Maternal Metabolic State and Fetal Sex and Genotype Modulate Methylation of the Serotonin Receptor Type 2A Gene (HTR2A) in the Human Placenta

Biomedicines 2022, 10(2), 467; https://doi.org/10.3390/biomedicines10020467
by Marina Horvatiček 1,†, Maja Perić 1,†, Ivona Bečeheli 1, Marija Klasić 2, Maja Žutić 3, Maja Kesić 1, Gernot Desoye 4, Sandra Nakić Radoš 3, Marina Ivanišević 5, Dubravka Hranilovic 2 and Jasminka Štefulj 1,3,*
Reviewer 1: Anonymous
Reviewer 2:
Reviewer 3: Anonymous
Biomedicines 2022, 10(2), 467; https://doi.org/10.3390/biomedicines10020467
Submission received: 18 January 2022 / Revised: 11 February 2022 / Accepted: 15 February 2022 / Published: 17 February 2022

Round 1

Reviewer 1 Report

The manuscript by Marina Horvatiček et al. investigated the effect of fetal sex and genotype and maternal metabolic state on the methylation of the HTR2A in human placenta. The study is of interest to the readers and I have the following suggestions:

1. have the authors checked the neonatal sex and genotype? The authors should discuss more about the potential effect of neonatal sex and genotype on the methylation of the HTR2A in human placenta.

2. How obesity changes the methelation? What are the potential mechanisms? This must be discussed. 

3. The authors should discuss more about the methylation changes and its potential outcomes. 

Author Response

Please see the attachment.

Author Response File: Author Response.pdf

Reviewer 2 Report

There is an excellent study of high originality and very coprehensive results that can be published without any revision

Author Response

Please see the attachment.

Author Response File: Author Response.pdf

Reviewer 3 Report

The work represents a valuable piece of information, although i would like to add that I have read this with a background on clinical research, with ‘limited lab analytical’ skills related to methylation assessment.

While the data do suggest association, supported by mechanistic causality for the neurodevelopment aspects, I still struggle with the link with metabolic disorders (lines 62-63). Is this secondary to the CNS issues ? Can the authors either provide more support for a potential causal relationship, or alternatively, soften this claimed causality as eg reference 41 discuss the difference in effectiveness of therapeutic interventions once metabolic syndrome is present.

Where women treated with serotonin ‘mediators’ ? excluded (SSRI or similar).

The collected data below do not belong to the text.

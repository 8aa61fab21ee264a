use crate::domain::{ContentRef, NewReport, Report, Viewer};
use crate::infrastructure::security::{InputSanitizer, MAX_REPORT_NOTE_CHARS};
use crate::infrastructure::DataBackend;
use neighborly_errors::AppError;
use std::sync::Arc;

const DUPLICATE_WINDOW_HOURS: i64 = 48;

pub struct ReportService {
    backend: Arc<dyn DataBackend>,
}

impl ReportService {
    pub fn new(backend: Arc<dyn DataBackend>) -> Self {
        Self { backend }
    }

    /// Files a pending report against live content or an existing user.
    /// Signed-in reporters cannot report themselves or the same target twice
    /// within 48 hours.
    pub async fn file(&self, viewer: &Viewer, input: NewReport) -> Result<Report, AppError> {
        let note = InputSanitizer::optional_text("Note", input.note.as_deref(), MAX_REPORT_NOTE_CHARS)?;
        let reporter_id = viewer.user_id();

        if let Some(reporter_id) = reporter_id {
            if input.target == ContentRef::User(reporter_id) {
                return Err(AppError::invalid("You cannot report yourself"));
            }

            let since = chrono::Utc::now() - chrono::Duration::hours(DUPLICATE_WINDOW_HOURS);
            if self
                .backend
                .find_recent_report(reporter_id, input.target, since)
                .await?
                .is_some()
            {
                return Err(AppError::DuplicateReport(format!(
                    "this {} was already reported in the last {DUPLICATE_WINDOW_HOURS} hours",
                    input.target.kind()
                )));
            }
        }

        self.require_target(input.target).await?;

        let report = self
            .backend
            .insert_report(NewReport { note, ..input }.into_report(reporter_id))
            .await?;
        tracing::info!(
            report = %report.id,
            kind = report.target.kind(),
            target_id = %report.target.id(),
            reason = report.reason.label(),
            "report filed"
        );
        Ok(report)
    }

    async fn require_target(&self, target: ContentRef) -> Result<(), AppError> {
        let found = match target {
            ContentRef::Need(id) => self.backend.find_need(id).await?.is_some_and(|n| !n.is_deleted()),
            ContentRef::Comment(id) => self.backend.find_comment(id).await?.is_some_and(|c| !c.is_deleted()),
            ContentRef::User(id) => self.backend.find_user(id).await?.is_some(),
        };
        if found {
            Ok(())
        } else {
            Err(AppError::not_found(match target {
                ContentRef::Need(_) => "Need",
                ContentRef::Comment(_) => "Comment",
                ContentRef::User(_) => "User",
            }))
        }
    }
}

#[cfg(test)]
mod tests {
    use super::*;
    use crate::domain::fixtures::{comment, need};
    use crate::domain::{ReportReason, ReportStatus, User};
    use crate::infrastructure::MemoryBackend;
    use uuid::Uuid;

    async fn setup() -> (Arc<MemoryBackend>, ReportService, ContentRef) {
        let backend = Arc::new(MemoryBackend::new());
        let n = backend.insert_need(need("Pharmacy", 0, 0)).await.unwrap();
        (backend.clone(), ReportService::new(backend), ContentRef::Need(n.id))
    }

    fn report(target: ContentRef, note: Option<&str>) -> NewReport {
        NewReport {
            target,
            reason: ReportReason::Harassment,
            note: note.map(str::to_string),
        }
    }

    #[tokio::test]
    async fn test_file_report_is_pending() {
        let backend = Arc::new(MemoryBackend::new());
        let service = ReportService::new(backend.clone());
        let viewer = Viewer::signed_in(User::new("Hana".to_string(), None));
        let c = backend.insert_comment(comment(Uuid::new_v4(), None, 0)).await.unwrap();
        let target = ContentRef::Comment(c.id);

        let filed = service.file(&viewer, report(target, Some(" rude "))).await.unwrap();
        assert_eq!(filed.status, ReportStatus::Pending);
        assert_eq!(filed.note.as_deref(), Some("rude"));
        assert_eq!(filed.reporter_id, viewer.user_id());
    }

    #[tokio::test]
    async fn test_cannot_report_self() {
        let service = ReportService::new(Arc::new(MemoryBackend::new()));
        let user = User::new("Hana".to_string(), None);
        let target = ContentRef::User(user.id);

        let result = service.file(&Viewer::signed_in(user), report(target, None)).await;
        assert!(matches!(result, Err(AppError::InvalidInput(_))));
    }

    #[tokio::test]
    async fn test_duplicate_within_window_is_rejected() {
        let (_, service, target) = setup().await;
        let viewer = Viewer::signed_in(User::new("Hana".to_string(), None));

        service.file(&viewer, report(target, None)).await.unwrap();
        let again = service.file(&viewer, report(target, None)).await;
        assert!(matches!(again, Err(AppError::DuplicateReport(_))));

        // Someone else may still report it.
        let other = Viewer::signed_in(User::new("Yusuf".to_string(), None));
        assert!(service.file(&other, report(target, None)).await.is_ok());
    }

    #[tokio::test]
    async fn test_old_report_does_not_block() {
        let (backend, service, target) = setup().await;
        let viewer = Viewer::signed_in(User::new("Hana".to_string(), None));

        let mut old = report(target, None).into_report(viewer.user_id());
        old.created_at = chrono::Utc::now() - chrono::Duration::hours(49);
        backend.insert_report(old).await.unwrap();

        assert!(service.file(&viewer, report(target, None)).await.is_ok());
    }

    #[tokio::test]
    async fn test_long_note_is_rejected() {
        let (_, service, target) = setup().await;
        let note = "x".repeat(MAX_REPORT_NOTE_CHARS + 1);
        let result = service.file(&Viewer::anonymous(), report(target, Some(&note))).await;
        assert!(matches!(result, Err(AppError::InvalidInput(_))));
    }

    #[tokio::test]
    async fn test_missing_or_trashed_target_is_not_found() {
        let (backend, service, target) = setup().await;
        let viewer = Viewer::signed_in(User::new("Hana".to_string(), None));

        let missing = service.file(&viewer, report(ContentRef::Need(Uuid::new_v4()), None)).await;
        assert_eq!(missing, Err(AppError::not_found("Need")));
        let nobody = service.file(&viewer, report(ContentRef::User(Uuid::new_v4()), None)).await;
        assert_eq!(nobody, Err(AppError::not_found("User")));

        backend.set_deleted(target, Some(chrono::Utc::now())).await.unwrap();
        let trashed = service.file(&viewer, report(target, None)).await;
        assert_eq!(trashed, Err(AppError::not_found("Need")));
        assert!(backend.list_reports(None).await.unwrap().is_empty());
    }

    #[tokio::test]
    async fn test_other_users_can_be_reported() {
        let backend = Arc::new(MemoryBackend::new());
        let service = ReportService::new(backend.clone());
        let spammer = backend.upsert_user(User::new("Spam".to_string(), None)).await.unwrap();
        let viewer = Viewer::signed_in(User::new("Hana".to_string(), None));

        assert!(service.file(&viewer, report(ContentRef::User(spammer.id), None)).await.is_ok());
    }
}
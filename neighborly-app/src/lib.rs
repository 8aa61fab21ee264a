pub mod domain;
pub mod session;

#[cfg(feature = "ssr")]
pub mod application;

#[cfg(feature = "ssr")]
pub mod infrastructure;

#[cfg(feature = "ssr")]
mod app_context;

#[cfg(feature = "ssr")]
mod config;

#[cfg(feature = "ssr")]
pub use app_context::AppContext;

#[cfg(feature = "ssr")]
pub use config::AppConfig;
pub mod cluster;
mod comment;
mod comment_tree;
mod geo;
mod heat;
pub mod limits;
mod need;
mod report;
mod user;
mod vote;

pub use cluster::Cluster;
pub use comment::{Comment, NewComment};
pub use comment_tree::CommentTree;
pub use geo::Coordinates;
pub use heat::HeatTier;
pub use need::{Need, NeedCategory, NeedFilter, NewNeed, Proximity};
pub use report::{ContentRef, NewReport, Report, ReportReason, ReportStatus, TrashedItem};
pub use user::{Role, User, Viewer};
pub use vote::{VoteCounts, VoteDirection, VoteTarget};
use super::db_err;
use super::entities::{comment, need, Comment, Need};
use crate::domain::{VoteCounts, VoteDirection, VoteTarget};
use neighborly_errors::AppError;
use sea_orm::sea_query::Expr;
use sea_orm::{entity::*, query::*, DatabaseConnection};
use uuid::Uuid;

#[derive(Clone)]
pub struct VoteRepository {
    db: DatabaseConnection,
}

impl VoteRepository {
    pub fn new(db: DatabaseConnection) -> Self {
        Self { db }
    }

    /// `UPDATE .. SET upvotes = upvotes + 1`, so concurrent voters never
    /// overwrite each other's increments.
    pub async fn increment(&self, target: VoteTarget, direction: VoteDirection) -> Result<VoteCounts, AppError> {
        match target {
            VoteTarget::Need(id) => self.increment_need(id, direction).await,
            VoteTarget::Comment(id) => self.increment_comment(id, direction).await,
        }
    }

    async fn increment_need(&self, id: Uuid, direction: VoteDirection) -> Result<VoteCounts, AppError> {
        let column = match direction {
            VoteDirection::Up => need::Column::Upvotes,
            VoteDirection::Down => need::Column::Downvotes,
        };

        let result = Need::update_many()
            .col_expr(column, Expr::col(column).add(1))
            .filter(need::Column::Id.eq(id))
            .filter(need::Column::DeletedAt.is_null())
            .exec(&self.db)
            .await
            .map_err(db_err)?;

        if result.rows_affected == 0 {
            return Err(AppError::not_found("Need"));
        }

        let row = Need::find_by_id(id)
            .one(&self.db)
            .await
            .map_err(db_err)?
            .ok_or_else(|| AppError::not_found("Need"))?;
        Ok(VoteCounts::new(row.upvotes, row.downvotes))
    }

    async fn increment_comment(&self, id: Uuid, direction: VoteDirection) -> Result<VoteCounts, AppError> {
        let column = match direction {
            VoteDirection::Up => comment::Column::Upvotes,
            VoteDirection::Down => comment::Column::Downvotes,
        };

        let result = Comment::update_many()
            .col_expr(column, Expr::col(column).add(1))
            .filter(comment::Column::Id.eq(id))
            .filter(comment::Column::DeletedAt.is_null())
            .exec(&self.db)
            .await
            .map_err(db_err)?;

        if result.rows_affected == 0 {
            return Err(AppError::not_found("Comment"));
        }

        let row = Comment::find_by_id(id)
            .one(&self.db)
            .await
            .map_err(db_err)?
            .ok_or_else(|| AppError::not_found("Comment"))?;
        Ok(VoteCounts::new(row.upvotes, row.downvotes))
    }
}
use dashmap::DashMap;
use neighborly_errors::AppError;
use std::net::IpAddr;
use std::sync::Arc;
use std::time::{Duration, Instant};

const CLEANUP_INTERVAL_SECS: u64 = 300;

#[derive(Clone)]
struct WriteRecord {
    minute_count: u32,
    hour_count: u32,
    minute_start: Instant,
    hour_start: Instant,
}

impl Default for WriteRecord {
    fn default() -> Self {
        let now = Instant::now();
        Self {
            minute_count: 0,
            hour_count: 0,
            minute_start: now,
            hour_start: now,
        }
    }
}

/// Per-client write budget: a fixed minute window and a fixed hour window.
#[derive(Clone)]
pub struct RateLimiter {
    per_minute: u32,
    per_hour: u32,
    writes: Arc<DashMap<IpAddr, WriteRecord>>,
    last_cleanup: Arc<std::sync::Mutex<Instant>>,
}

impl RateLimiter {
    pub fn new(per_minute: u32, per_hour: u32) -> Self {
        Self {
            per_minute,
            per_hour,
            writes: Arc::new(DashMap::new()),
            last_cleanup: Arc::new(std::sync::Mutex::new(Instant::now())),
        }
    }

    /// Counts one write for `ip`, or fails with the seconds left until the
    /// exhausted window reopens.
    pub fn check(&self, ip: IpAddr) -> Result<(), AppError> {
        self.maybe_cleanup();

        let now = Instant::now();
        let mut record = self.writes.entry(ip).or_default();

        if now.duration_since(record.minute_start) > Duration::from_secs(60) {
            record.minute_count = 0;
            record.minute_start = now;
        }

        if now.duration_since(record.hour_start) > Duration::from_secs(3600) {
            record.hour_count = 0;
            record.hour_start = now;
        }

        if record.minute_count >= self.per_minute {
            let wait_secs = 60u64.saturating_sub(now.duration_since(record.minute_start).as_secs());
            tracing::warn!(%ip, wait_secs, "per-minute write limit reached");
            return Err(AppError::RateLimited(wait_secs.max(1)));
        }

        if record.hour_count >= self.per_hour {
            let wait_secs = 3600u64.saturating_sub(now.duration_since(record.hour_start).as_secs());
            tracing::warn!(%ip, wait_secs, "hourly write limit reached");
            return Err(AppError::RateLimited(wait_secs.max(1)));
        }

        record.minute_count += 1;
        record.hour_count += 1;

        Ok(())
    }

    fn maybe_cleanup(&self) {
        let Ok(mut last_cleanup) = self.last_cleanup.lock() else {
            return;
        };
        if last_cleanup.elapsed() > Duration::from_secs(CLEANUP_INTERVAL_SECS) {
            let cutoff = Instant::now() - Duration::from_secs(3600);
            self.writes.retain(|_, v| v.hour_start > cutoff);
            *last_cleanup = Instant::now();
        }
    }
}

impl Default for RateLimiter {
    fn default() -> Self {
        Self::new(20, 200)
    }
}

#[cfg(test)]
mod tests {
    use super::*;

    fn ip(last: u8) -> IpAddr {
        IpAddr::from([10, 0, 0, last])
    }

    #[test]
    fn test_minute_limit() {
        let limiter = RateLimiter::new(3, 100);
        for _ in 0..3 {
            assert!(limiter.check(ip(1)).is_ok());
        }
        assert!(matches!(limiter.check(ip(1)), Err(AppError::RateLimited(secs)) if secs >= 1 && secs <= 60));
    }

    #[test]
    fn test_hour_limit_applies_before_minute_limit() {
        let limiter = RateLimiter::new(10, 2);
        assert!(limiter.check(ip(1)).is_ok());
        assert!(limiter.check(ip(1)).is_ok());
        assert!(matches!(limiter.check(ip(1)), Err(AppError::RateLimited(secs)) if secs > 60));
    }

    #[test]
    fn test_clients_are_counted_separately() {
        let limiter = RateLimiter::new(1, 10);
        assert!(limiter.check(ip(1)).is_ok());
        assert!(limiter.check(ip(1)).is_err());
        assert!(limiter.check(ip(2)).is_ok());
    }
}
//! Reply tree reconstruction.
//!
//! Comments arrive as a flat list with parent references. The tree indexes
//! them once by parent id so that each render pass is a linear walk.

use super::comment::Comment;
use std::collections::{HashMap, HashSet};
use uuid::Uuid;

#[derive(Debug, Clone, PartialEq, Eq)]
pub struct CommentTree {
    /// Comments reachable from a top-level comment, in stable creation order.
    comments: Vec<Comment>,
    /// Parent id (`None` for top level) to indices into `comments`.
    children: HashMap<Option<Uuid>, Vec<usize>>,
    index: HashMap<Uuid, usize>,
}

impl CommentTree {
    /// Builds the reply forest for one need.
    ///
    /// Comments whose parent is not in `comments` are left out together with
    /// everything below them.
    pub fn build(comments: &[Comment]) -> Self {
        let mut sorted: Vec<&Comment> = comments.iter().collect();
        sorted.sort_by_key(|c| c.created_at);

        let mut by_parent: HashMap<Option<Uuid>, Vec<&Comment>> = HashMap::new();
        for comment in sorted {
            by_parent.entry(comment.parent_id).or_default().push(comment);
        }

        let mut tree = CommentTree {
            comments: Vec::with_capacity(comments.len()),
            children: HashMap::new(),
            index: HashMap::new(),
        };
        let mut seen = HashSet::new();

        // Explicit stack: reply chains can be far deeper than the call stack.
        let mut pending: Vec<(Option<Uuid>, &Comment)> = by_parent
            .get(&None)
            .into_iter()
            .flatten()
            .rev()
            .map(|c| (None, *c))
            .collect();

        while let Some((parent_id, comment)) = pending.pop() {
            if !seen.insert(comment.id) {
                continue;
            }
            let idx = tree.comments.len();
            tree.comments.push(comment.clone());
            tree.index.insert(comment.id, idx);
            tree.children.entry(parent_id).or_default().push(idx);
            if let Some(kids) = by_parent.get(&Some(comment.id)) {
                pending.extend(kids.iter().rev().map(|c| (Some(comment.id), *c)));
            }
        }
        tree
    }

    pub fn len(&self) -> usize {
        self.comments.len()
    }

    pub fn is_empty(&self) -> bool {
        self.comments.is_empty()
    }

    pub fn contains(&self, id: Uuid) -> bool {
        self.index.contains_key(&id)
    }

    pub fn get(&self, id: Uuid) -> Option<&Comment> {
        self.index.get(&id).map(|&i| &self.comments[i])
    }

    pub fn roots(&self) -> impl Iterator<Item = &Comment> {
        self.kids(None)
    }

    /// Direct replies to `id`, oldest first.
    pub fn children(&self, id: Uuid) -> impl Iterator<Item = &Comment> {
        self.kids(Some(id))
    }

    fn kids(&self, parent: Option<Uuid>) -> impl Iterator<Item = &Comment> {
        self.children
            .get(&parent)
            .into_iter()
            .flatten()
            .map(move |&i| &self.comments[i])
    }

    pub fn descendant_count(&self, id: Uuid) -> usize {
        let mut count = 0;
        let mut pending = vec![id];
        while let Some(next) = pending.pop() {
            for child in self.children(next) {
                count += 1;
                pending.push(child.id);
            }
        }
        count
    }

    /// Every comment with its nesting depth, in display order.
    pub fn depth_first(&self) -> Vec<(&Comment, usize)> {
        let mut out = Vec::with_capacity(self.comments.len());
        let mut pending: Vec<(&Comment, usize)> = self.roots().map(|c| (c, 0)).collect();
        pending.reverse();

        while let Some((comment, depth)) = pending.pop() {
            out.push((comment, depth));
            let start = pending.len();
            pending.extend(self.children(comment.id).map(|c| (c, depth + 1)));
            pending[start..].reverse();
        }
        out
    }
}


#[cfg(test)]
mod tests {
    use super::fixtures::comment;
    use super::*;

    #[test]
    fn test_three_level_chain() {
        let need = Uuid::new_v4();
        let a = comment(need, None, 0);
        let b = comment(need, Some(a.id), 1);
        let c = comment(need, Some(b.id), 2);

        // Input order must not matter.
        let tree = CommentTree::build(&[c.clone(), a.clone(), b.clone()]);
        let flat: Vec<(Uuid, usize)> = tree.depth_first().into_iter().map(|(c, d)| (c.id, d)).collect();
        assert_eq!(flat, vec![(a.id, 0), (b.id, 1), (c.id, 2)]);
        assert_eq!(tree.descendant_count(a.id), 2);
        assert_eq!(tree.descendant_count(c.id), 0);
    }

    #[test]
    fn test_top_level_and_direct_children() {
        let need = Uuid::new_v4();
        let r1 = comment(need, None, 0);
        let r2 = comment(need, None, 5);
        let r1a = comment(need, Some(r1.id), 2);
        let r1b = comment(need, Some(r1.id), 3);

        let tree = CommentTree::build(&[r2.clone(), r1b.clone(), r1.clone(), r1a.clone()]);
        let roots: Vec<Uuid> = tree.roots().map(|c| c.id).collect();
        assert_eq!(roots, vec![r1.id, r2.id]);

        let kids: Vec<Uuid> = tree.children(r1.id).map(|c| c.id).collect();
        assert_eq!(kids, vec![r1a.id, r1b.id]);
        assert_eq!(tree.children(r2.id).count(), 0);
    }

    #[test]
    fn test_orphans_are_dropped_with_their_subtree() {
        let need = Uuid::new_v4();
        let root = comment(need, None, 0);
        let orphan = comment(need, Some(Uuid::new_v4()), 1);
        let orphan_reply = comment(need, Some(orphan.id), 2);

        let tree = CommentTree::build(&[root.clone(), orphan.clone(), orphan_reply.clone()]);
        assert_eq!(tree.len(), 1);
        assert!(tree.contains(root.id));
        assert!(!tree.contains(orphan.id));
        assert!(!tree.contains(orphan_reply.id));
        assert_eq!(tree.children(orphan.id).count(), 0);
    }

    #[test]
    fn test_cycles_and_self_parents_never_render() {
        let need = Uuid::new_v4();
        let mut x = comment(need, None, 0);
        let mut y = comment(need, None, 1);
        x.parent_id = Some(y.id);
        y.parent_id = Some(x.id);
        let mut selfish = comment(need, None, 2);
        selfish.parent_id = Some(selfish.id);

        let tree = CommentTree::build(&[x, y, selfish]);
        assert!(tree.is_empty());
        assert!(tree.depth_first().is_empty());
    }

    #[test]
    fn test_equal_timestamps_keep_source_order() {
        let need = Uuid::new_v4();
        let first = comment(need, None, 0);
        let second = comment(need, None, 0);

        let tree = CommentTree::build(&[first.clone(), second.clone()]);
        let roots: Vec<Uuid> = tree.roots().map(|c| c.id).collect();
        assert_eq!(roots, vec![first.id, second.id]);
    }

    #[test]
    fn test_build_is_idempotent() {
        let need = Uuid::new_v4();
        let a = comment(need, None, 0);
        let b = comment(need, Some(a.id), 1);
        let c = comment(need, Some(a.id), 2);
        let input = vec![b, a, c];

        assert_eq!(CommentTree::build(&input), CommentTree::build(&input));
    }

    #[test]
    fn test_very_deep_chain_builds_and_walks() {
        let need = Uuid::new_v4();
        let mut chain = vec![comment(need, None, 0)];
        for _ in 1..10_000 {
            let parent = chain.last().map(|c| c.id);
            chain.push(comment(need, parent, 1));
        }
        let root = chain[0].id;
        let leaf = chain[9_999].id;
        chain.reverse();

        let tree = CommentTree::build(&chain);
        assert_eq!(tree.len(), 10_000);
        assert_eq!(tree.descendant_count(root), 9_999);

        let walk = tree.depth_first();
        assert_eq!(walk[0].0.id, root);
        assert_eq!(walk[9_999], (tree.get(leaf).unwrap(), 9_999));
    }
}
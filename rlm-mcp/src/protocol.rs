//! MCP method handlers: `initialize`, `tools/list`, `tools/call`, `shutdown`.

use serde_json::json;

use crate::jsonrpc::{self, JsonRpcRequest, JsonRpcResponse};
use crate::tools::{self, CallToolParams};
use crate::McpContext;

/// Protocol version this server speaks. Single fixed version: unlike the
/// teacher's negotiated-version handling, this server has no prior
/// protocol revisions to stay compatible with.
const PROTOCOL_VERSION: &str = "2024-11-05";

/// Dispatch one parsed request to its handler. Returns `None` for
/// notifications (no `id`), which must not produce a response.
#[must_use]
pub fn handle(request: JsonRpcRequest, ctx: &McpContext) -> Option<JsonRpcResponse> {
    if request.id.is_none() {
        return None;
    }
    match request.method.as_str() {
        "initialize" => Some(handle_initialize(request)),
        "tools/list" => Some(handle_list_tools(request)),
        "tools/call" => Some(handle_call_tool(request, ctx)),
        "shutdown" => Some(JsonRpcResponse::ok(request.id, json!(null))),
        other => Some(JsonRpcResponse::err(
            request.id,
            jsonrpc::METHOD_NOT_FOUND,
            format!("method not found: {other}"),
        )),
    }
}

fn handle_initialize(request: JsonRpcRequest) -> JsonRpcResponse {
    JsonRpcResponse::ok(
        request.id,
        json!({
            "protocolVersion": PROTOCOL_VERSION,
            "capabilities": {"tools": {"listChanged": false}},
            "serverInfo": {"name": "rlm-mcp", "version": env!("CARGO_PKG_VERSION")}
        }),
    )
}

fn handle_list_tools(request: JsonRpcRequest) -> JsonRpcResponse {
    match serde_json::to_value(tools::list()) {
        Ok(tools) => JsonRpcResponse::ok(request.id, json!({ "tools": tools })),
        Err(e) => JsonRpcResponse::err(request.id, jsonrpc::INTERNAL_ERROR, e.to_string()),
    }
}

fn handle_call_tool(request: JsonRpcRequest, ctx: &McpContext) -> JsonRpcResponse {
    let Some(params) = request.params else {
        return JsonRpcResponse::err(request.id, jsonrpc::INVALID_PARAMS, "missing params");
    };
    let params: CallToolParams = match serde_json::from_value(params) {
        Ok(p) => p,
        Err(e) => return JsonRpcResponse::err(request.id, jsonrpc::INVALID_PARAMS, e.to_string()),
    };

    match tools::call(ctx, params) {
        Ok(result) => match serde_json::to_value(result) {
            Ok(value) => JsonRpcResponse::ok(request.id, value),
            Err(e) => JsonRpcResponse::err(request.id, jsonrpc::INTERNAL_ERROR, e.to_string()),
        },
        Err(err) => JsonRpcResponse::err(request.id, err.rpc_code(), err.to_string()),
    }
}

#[cfg(test)]
mod tests {
    use super::*;
    use serde_json::Value;

    #[test]
    fn notification_without_id_yields_no_response() {
        let ctx = McpContext::for_test();
        let req = JsonRpcRequest { id: None, method: "initialize".to_string(), params: None };
        assert!(handle(req, &ctx).is_none());
    }

    #[test]
    fn initialize_reports_protocol_version() {
        let ctx = McpContext::for_test();
        let req = JsonRpcRequest { id: Some(json!(1)), method: "initialize".to_string(), params: None };
        let resp = handle(req, &ctx).unwrap();
        let result = resp.result.unwrap();
        assert_eq!(result["protocolVersion"], Value::String(PROTOCOL_VERSION.to_string()));
    }

    #[test]
    fn tools_list_returns_six_tools() {
        let ctx = McpContext::for_test();
        let req = JsonRpcRequest { id: Some(json!(2)), method: "tools/list".to_string(), params: None };
        let resp = handle(req, &ctx).unwrap();
        let result = resp.result.unwrap();
        assert_eq!(result["tools"].as_array().unwrap().len(), 6);
    }

    #[test]
    fn unknown_method_is_method_not_found() {
        let ctx = McpContext::for_test();
        let req = JsonRpcRequest { id: Some(json!(3)), method: "bogus/method".to_string(), params: None };
        let resp = handle(req, &ctx).unwrap();
        assert_eq!(resp.error.unwrap().code, jsonrpc::METHOD_NOT_FOUND);
    }

    #[test]
    fn tools_call_round_trips_remember() {
        let ctx = McpContext::for_test();
        let req = JsonRpcRequest {
            id: Some(json!(4)),
            method: "tools/call".to_string(),
            params: Some(json!({"name": "remember", "arguments": {"content": "hello world"}})),
        };
        let resp = handle(req, &ctx).unwrap();
        assert!(resp.error.is_none());
        assert!(resp.result.is_some());
    }

    #[test]
    fn tools_call_unknown_tool_is_method_not_found() {
        let ctx = McpContext::for_test();
        let req = JsonRpcRequest {
            id: Some(json!(5)),
            method: "tools/call".to_string(),
            params: Some(json!({"name": "bogus"})),
        };
        let resp = handle(req, &ctx).unwrap();
        assert_eq!(resp.error.unwrap().code, jsonrpc::METHOD_NOT_FOUND);
    }
}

Although I understand the logistics related to elective caesarean intervention, can this affect the results, interpretation and subsequent extrapolation to the broader population ? the same holds true for elimination of ‘outlier’ weights (GDM mediated). You sell this as a strength, but perhaps some more reflection on this choice in the discussion is warranted

Was only one sample/placenta collected ? so no repeated measurements within the same placenta.

In your results section, you nicely discuss the consecutive findings (3.2, 3.3, 3.4, 3.5), but the mediation effort should perhaps better be reflected in the abstract ?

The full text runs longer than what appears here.